CRITICAL AORTIC STENOSIS |
Development of fetal heart sparing has also been reported in severe left ventricular outflow tract obstruction with nonimmune hydrops due to critical aortic stenosis (22). In this case visualization of coronary blood flow became possible for the first time at 39 weeks and was also associated with functional closure of the foramen ovale. It is likely that the underlying mechanism represents the combined effects of increased cardiac work and a relative decrease of myocardial perfusion, thus exacerbating myocardial hypoxemia.

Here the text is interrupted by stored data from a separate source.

//! Shareable location state for History sessions.
//!
//! While a snapshot is open, the History surface mirrors the selection into
//! three named query parameters (`date`, `period`, `camera`) so a copied
//! URL reproduces the exact view. Absence of the parameters means "nothing
//! open". Latest sessions never publish location state.

use crate::model::{CameraId, DayKey, Period};
use serde::{Deserialize, Serialize};
use thiserror::Error;

pub const PARAM_DATE: &str = "date";
pub const PARAM_PERIOD: &str = "period";
pub const PARAM_CAMERA: &str = "camera";

#[derive(Debug, Error, PartialEq, Eq)]
pub enum LocationError {
    #[error("missing parameter: {0}")]
    Missing(&'static str),

    #[error("invalid {name} parameter: {value}")]
    Invalid { name: &'static str, value: String },
}

/// The published selection. `camera` is omitted when the open cursor does
/// not resolve to an entry (there is nothing to name).
#[derive(Debug, Clone, PartialEq, Eq, Serialize, Deserialize)]
pub struct LocationQuery {
    pub day: DayKey,
    pub period: Period,
    pub camera: Option<CameraId>,
}

impl LocationQuery {
    /// Query parameter pairs in publication order.
    pub fn to_pairs(&self) -> Vec<(String, String)> {
        let mut pairs = vec![
            (PARAM_DATE.to_string(), self.day.to_string()),
            (PARAM_PERIOD.to_string(), self.period.to_string()),
        ];
        if let Some(camera) = &self.camera {
            pairs.push((PARAM_CAMERA.to_string(), camera.to_string()));
        }
        pairs
    }

    /// Reads a location back from query parameters. `Ok(None)` when none of
    /// the viewer parameters are present (nothing open); an error when they
    /// are present but incomplete or unparseable.
    pub fn from_pairs<'a, I>(pairs: I) -> Result<Option<Self>, LocationError>
    where
        I: IntoIterator<Item = (&'a str, &'a str)>,
    {
        let mut date = None;
        let mut period = None;
        let mut camera = None;
        for (name, value) in pairs {
            match name {
                PARAM_DATE => date = Some(value),
                PARAM_PERIOD => period = Some(value),
                PARAM_CAMERA => camera = Some(value),
                _ => {}
            }
        }

        if date.is_none() && period.is_none() && camera.is_none() {
            return Ok(None);
        }

        let date = date.ok_or(LocationError::Missing(PARAM_DATE))?;
        let period = period.ok_or(LocationError::Missing(PARAM_PERIOD))?;

        let day = date.parse::<DayKey>().map_err(|_| LocationError::Invalid {
            name: PARAM_DATE,
            value: date.to_string(),
        })?;
        let period = period
            .parse::<Period>()
            .map_err(|_| LocationError::Invalid {
                name: PARAM_PERIOD,
                value: period.to_string(),
            })?;

        Ok(Some(Self {
            day,
            period,
            camera: camera.map(CameraId::from),
        }))
    }
}
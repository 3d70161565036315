//! Session-scoped day cache.
//!
//! Maps fetched days to their manifests and keeps the sorted index of known
//! days. Append-only: a day is fetched once per session and never refreshed
//! or evicted. Manifests are small (a handful of entries per day) and viewer
//! sessions are short-lived, so unbounded growth is fine here.

use crate::model::{DayKey, DayManifest};
use std::collections::BTreeMap;

#[derive(Debug, Default)]
pub struct DayCache {
    days: BTreeMap<DayKey, DayManifest>,
}

impl DayCache {
    pub fn new() -> Self {
        Self::default()
    }

    pub fn has(&self, day: DayKey) -> bool {
        self.days.contains_key(&day)
    }

    pub fn get(&self, day: DayKey) -> Option<&DayManifest> {
        self.days.get(&day)
    }

    /// Stores a freshly fetched manifest. Returns `false` (and keeps the
    /// existing manifest) if the day is already known: fetch once per
    /// session, never refresh.
    pub fn insert(&mut self, day: DayKey, manifest: DayManifest) -> bool {
        if self.days.contains_key(&day) {
            return false;
        }
        self.days.insert(day, manifest);
        true
    }

    /// All fetched days in calendar order, including days whose manifest
    /// turned out to be empty.
    pub fn known_days(&self) -> impl Iterator<Item = DayKey> + '_ {
        self.days.keys().copied()
    }

    pub fn len(&self) -> usize {
        self.days.len()
    }

    pub fn is_empty(&self) -> bool {
        self.days.is_empty()
    }
}

#[cfg(test)]
mod tests {
    use super::*;
    use crate::model::{CameraId, Period, SnapshotEntry};

    fn day(s: &str) -> DayKey {
        s.parse().unwrap()
    }

    fn manifest_with(path: &str) -> DayManifest {
        let mut manifest = DayManifest::new();
        manifest.push(
            Period::Early,
            SnapshotEntry {
                path: path.to_string(),
                camera: CameraId::from("1"),
                captured_at: None,
            },
        );
        manifest
    }

    #[test]
    fn test_insert_and_lookup() {
        let mut cache = DayCache::new();
        assert!(!cache.has(day("2026-08-30")));

        assert!(cache.insert(day("2026-08-30"), manifest_with("a")));
        assert!(cache.has(day("2026-08-30")));
        assert_eq!(cache.get(day("2026-08-30")).unwrap().len(), 1);
        assert!(cache.get(day("2026-08-29")).is_none());
    }

    #[test]
    fn test_insert_is_append_only() {
        let mut cache = DayCache::new();
        cache.insert(day("2026-08-30"), manifest_with("first"));

        // A second insert for the same day is a no-op.
        assert!(!cache.insert(day("2026-08-30"), manifest_with("second")));
        let kept = cache.get(day("2026-08-30")).unwrap();
        assert_eq!(kept.entries(Period::Early)[0].path, "first");
        assert_eq!(cache.len(), 1);
    }

    #[test]
    fn test_known_days_sorted() {
        let mut cache = DayCache::new();
        cache.insert(day("2026-08-30"), DayManifest::new());
        cache.insert(day("2026-08-28"), DayManifest::new());
        cache.insert(day("2026-08-29"), DayManifest::new());

        let days: Vec<String> = cache.known_days().map(|d| d.to_string()).collect();
        assert_eq!(days, vec!["2026-08-28", "2026-08-29", "2026-08-30"]);
    }
}
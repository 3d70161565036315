use super::models::Config;
use config::{ConfigError, Environment, File};
use std::env;
use std::path::PathBuf;

const CONFIG_ENV_VAR: &str = "HUTCAM_CONFIG";
const DEFAULT_CONFIG_PATH: &str = "config/hutcam.toml";
const ENV_PREFIX: &str = "HUTCAM";
const ENV_SEPARATOR: &str = "__";

/// Load configuration from multiple sources with priority:
/// 1. Defaults (embedded in structs)
/// 2. TOML file (if exists)
/// 3. Environment variables from .env file (via dotenvy)
/// 4. System environment variables (highest priority)
pub fn load() -> Result<Config, ConfigError> {
    // Load .env file if it exists (ignore errors if file doesn't exist)
    let _ = dotenvy::dotenv();

    let config_path = env::var(CONFIG_ENV_VAR)
        .map(PathBuf::from)
        .unwrap_or_else(|_| PathBuf::from(DEFAULT_CONFIG_PATH));

    load_from_sources(config_path)
}

/// Load configuration from a specific path and environment
/// Useful for testing with custom config files
pub fn load_from_sources(config_path: PathBuf) -> Result<Config, ConfigError> {
    let mut builder = config::Config::builder();

    // Start with defaults (handled by struct Default implementations)
    // Add TOML file if it exists (optional)
    if config_path.exists() {
        tracing::info!("Loading configuration from: {}", config_path.display());
        builder = builder.add_source(File::from(config_path).required(false));
    } else {
        tracing::debug!(
            "Configuration file not found at {}, using defaults and environment overrides",
            config_path.display()
        );
    }

    // Add environment variable overrides
    // HUTCAM__STORAGE__BASE_URL -> storage.base_url
    builder = builder.add_source(
        Environment::with_prefix(ENV_PREFIX)
            .separator(ENV_SEPARATOR)
            .try_parsing(true),
    );

    let config = builder.build()?;
    config.try_deserialize()
}
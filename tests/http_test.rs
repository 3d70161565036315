//! End-to-end tests for the HTTP manifest source against a local stub of
//! the storage web endpoint.

use axum::extract::State;
use axum::http::StatusCode;
use axum::response::IntoResponse;
use axum::routing::get;
use axum::Router;
use chrono::{DateTime, Duration, Utc};
use hutcam::config::FetchConfig;
use hutcam::fetcher::{DayFetcher, FetchError, HttpManifestSource, ManifestSource};
use hutcam::latest::LatestStateClient;
use hutcam::model::{DayKey, Period};
use hutcam::observability::Metrics;
use std::sync::atomic::{AtomicUsize, Ordering};
use std::sync::Arc;

#[derive(Clone)]
struct StubState {
    hits: Arc<AtomicUsize>,
}

async fn index_2026_08_01(State(state): State<StubState>) -> impl IntoResponse {
    state.hits.fetch_add(1, Ordering::SeqCst);
    (
        StatusCode::OK,
        [("content-type", "application/json")],
        r#"{
            "date": "2026-08-01",
            "snapshots": [
                { "time": "06:30", "preset": "2", "path": "2026/08/01/early_2026-08-01_snapshot_2.jpg" },
                { "time": "06:30", "preset": "1", "path": "2026/08/01/early_2026-08-01_snapshot_1.jpg" },
                { "time": "16:30", "preset": "1", "path": "2026/08/01/late_2026-08-01_snapshot_1.jpg" }
            ]
        }"#,
    )
}

async fn index_misdated() -> impl IntoResponse {
    // Declares a different date than the path it is served under.
    (
        StatusCode::OK,
        [("content-type", "application/json")],
        r#"{
            "date": "2026-07-31",
            "snapshots": [
                { "preset": "1", "path": "2026/07/31/night_2026-07-31_snapshot_1.jpg" }
            ]
        }"#,
    )
}

async fn index_broken() -> impl IntoResponse {
    (
        StatusCode::OK,
        [("content-type", "application/json")],
        "{ this is not json",
    )
}

async fn latest_index() -> impl IntoResponse {
    (
        StatusCode::OK,
        [("content-type", "application/json")],
        r#"{
            "updated": "2026-08-01T10:00:00Z",
            "snapshots": [
                { "preset": "1", "path": "latest/snapshot_1.jpg", "time": "10:00" },
                { "preset": "2", "path": "latest/snapshot_2.jpg", "time": "10:00" }
            ]
        }"#,
    )
}

/// Binds the stub storage endpoint on an ephemeral port.
async fn start_stub() -> (String, Arc<AtomicUsize>) {
    let hits = Arc::new(AtomicUsize::new(0));
    let app = Router::new()
        .route("/2026/08/01/index.json", get(index_2026_08_01))
        .route("/2026/08/02/index.json", get(index_misdated))
        .route("/2026/08/03/index.json", get(index_broken))
        .route("/latest/index.json", get(latest_index))
        .with_state(StubState { hits: hits.clone() });

    let listener = tokio::net::TcpListener::bind("127.0.0.1:0").await.unwrap();
    let addr = listener.local_addr().unwrap();
    tokio::spawn(async move {
        axum::serve(listener, app).await.unwrap();
    });

    (format!("http://{addr}"), hits)
}

fn day(s: &str) -> DayKey {
    s.parse().unwrap()
}

#[tokio::test]
async fn test_fetch_day_groups_and_sorts() {
    let (base, _hits) = start_stub().await;
    let source = HttpManifestSource::new(&base, &FetchConfig::default()).unwrap();

    let doc = source.fetch(day("2026-08-01")).await.unwrap();
    let manifest = doc.into_manifest();

    assert_eq!(manifest.entries(Period::Early).len(), 2);
    assert_eq!(manifest.entries(Period::Late).len(), 1);
    assert_eq!(manifest.entries(Period::Early)[0].camera.as_str(), "1");
    assert_eq!(
        manifest.entries(Period::Early)[0].captured_at.as_deref(),
        Some("06:30")
    );
}

#[tokio::test]
async fn test_fetcher_hits_network_once_per_day() {
    let (base, hits) = start_stub().await;
    let source = HttpManifestSource::new(&base, &FetchConfig::default()).unwrap();
    let fetcher = DayFetcher::new(Arc::new(source), Arc::new(Metrics::new()));

    let d = day("2026-08-01");
    fetcher.ensure_day(d).await.unwrap();
    fetcher.ensure_day(d).await.unwrap();
    fetcher.ensure_day(d).await.unwrap();

    assert_eq!(hits.load(Ordering::SeqCst), 1);
    assert_eq!(fetcher.manifest(d).await.unwrap().len(), 3);
}

#[tokio::test]
async fn test_missing_day_is_a_status_failure() {
    let (base, _hits) = start_stub().await;
    let source = HttpManifestSource::new(&base, &FetchConfig::default()).unwrap();
    let fetcher = DayFetcher::new(Arc::new(source), Arc::new(Metrics::new()));

    let d = day("2026-08-20");
    match fetcher.ensure_day(d).await {
        Err(FetchError::Status { status, .. }) => assert_eq!(status, 404),
        other => panic!("expected status failure, got {other:?}"),
    }
    assert!(!fetcher.cached(d).await);
    assert!(fetcher.known_days().await.is_empty());
}

#[tokio::test]
async fn test_malformed_body_is_a_decode_failure() {
    let (base, _hits) = start_stub().await;
    let source = HttpManifestSource::new(&base, &FetchConfig::default()).unwrap();
    let fetcher = DayFetcher::new(Arc::new(source), Arc::new(Metrics::new()));

    let d = day("2026-08-03");
    assert!(matches!(
        fetcher.ensure_day(d).await,
        Err(FetchError::Decode(_))
    ));
    assert!(!fetcher.cached(d).await);
}

#[tokio::test]
async fn test_declared_date_keys_the_cache() {
    let (base, _hits) = start_stub().await;
    let source = HttpManifestSource::new(&base, &FetchConfig::default()).unwrap();
    let fetcher = DayFetcher::new(Arc::new(source), Arc::new(Metrics::new()));

    let requested = day("2026-08-02");
    let key = fetcher.ensure_day(requested).await.unwrap();

    assert_eq!(key, day("2026-07-31"));
    assert!(fetcher.cached(key).await);
    assert!(!fetcher.cached(requested).await);
}

#[tokio::test]
async fn test_latest_state_staleness() {
    let (base, _hits) = start_stub().await;
    let client = LatestStateClient::new(&base, &FetchConfig::default()).unwrap();

    let state = client.fetch().await.unwrap();
    assert_eq!(
        state.path_for(&"1".into()),
        Some("latest/snapshot_1.jpg")
    );

    let now = "2026-08-01T12:00:00Z".parse::<DateTime<Utc>>().unwrap();
    assert_eq!(state.staleness(now), Some(Duration::minutes(120)));
    assert_eq!(state.is_stale(now, Duration::minutes(75)), Some(true));
}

IDIOPATHIC ARTERIAL CALCIFICATION |
The idiopathic arterial calcification has an unknown etiology and is characterized by generalized arterial calcification and stenoses especially of the walls in the arterial trunk of the pulmonary artery and aorta (23,24). Most commonly the coronary arteries are also affected, but peripheral arteries of gastrointestinal tract, liver, kidneys, brain, extremities, and placenta may also be involved. Severe myocardial dysfunction may cause fetal hydrops, tissue ischemia and fetal death in the late second or third trimesters (24,25). In less severe cases, especially in the absence of hydrops, palliative treatment postpartum includes steroids and bisphosphonates in order to arrest or delay the disease progression(24,25). However, most infants with idiopathic arterial calcification die within the first year of life due to complicating cardiopulmonary failure, severe hypertension, renal infarction, peripheral gangrene, and bowel infarction (24).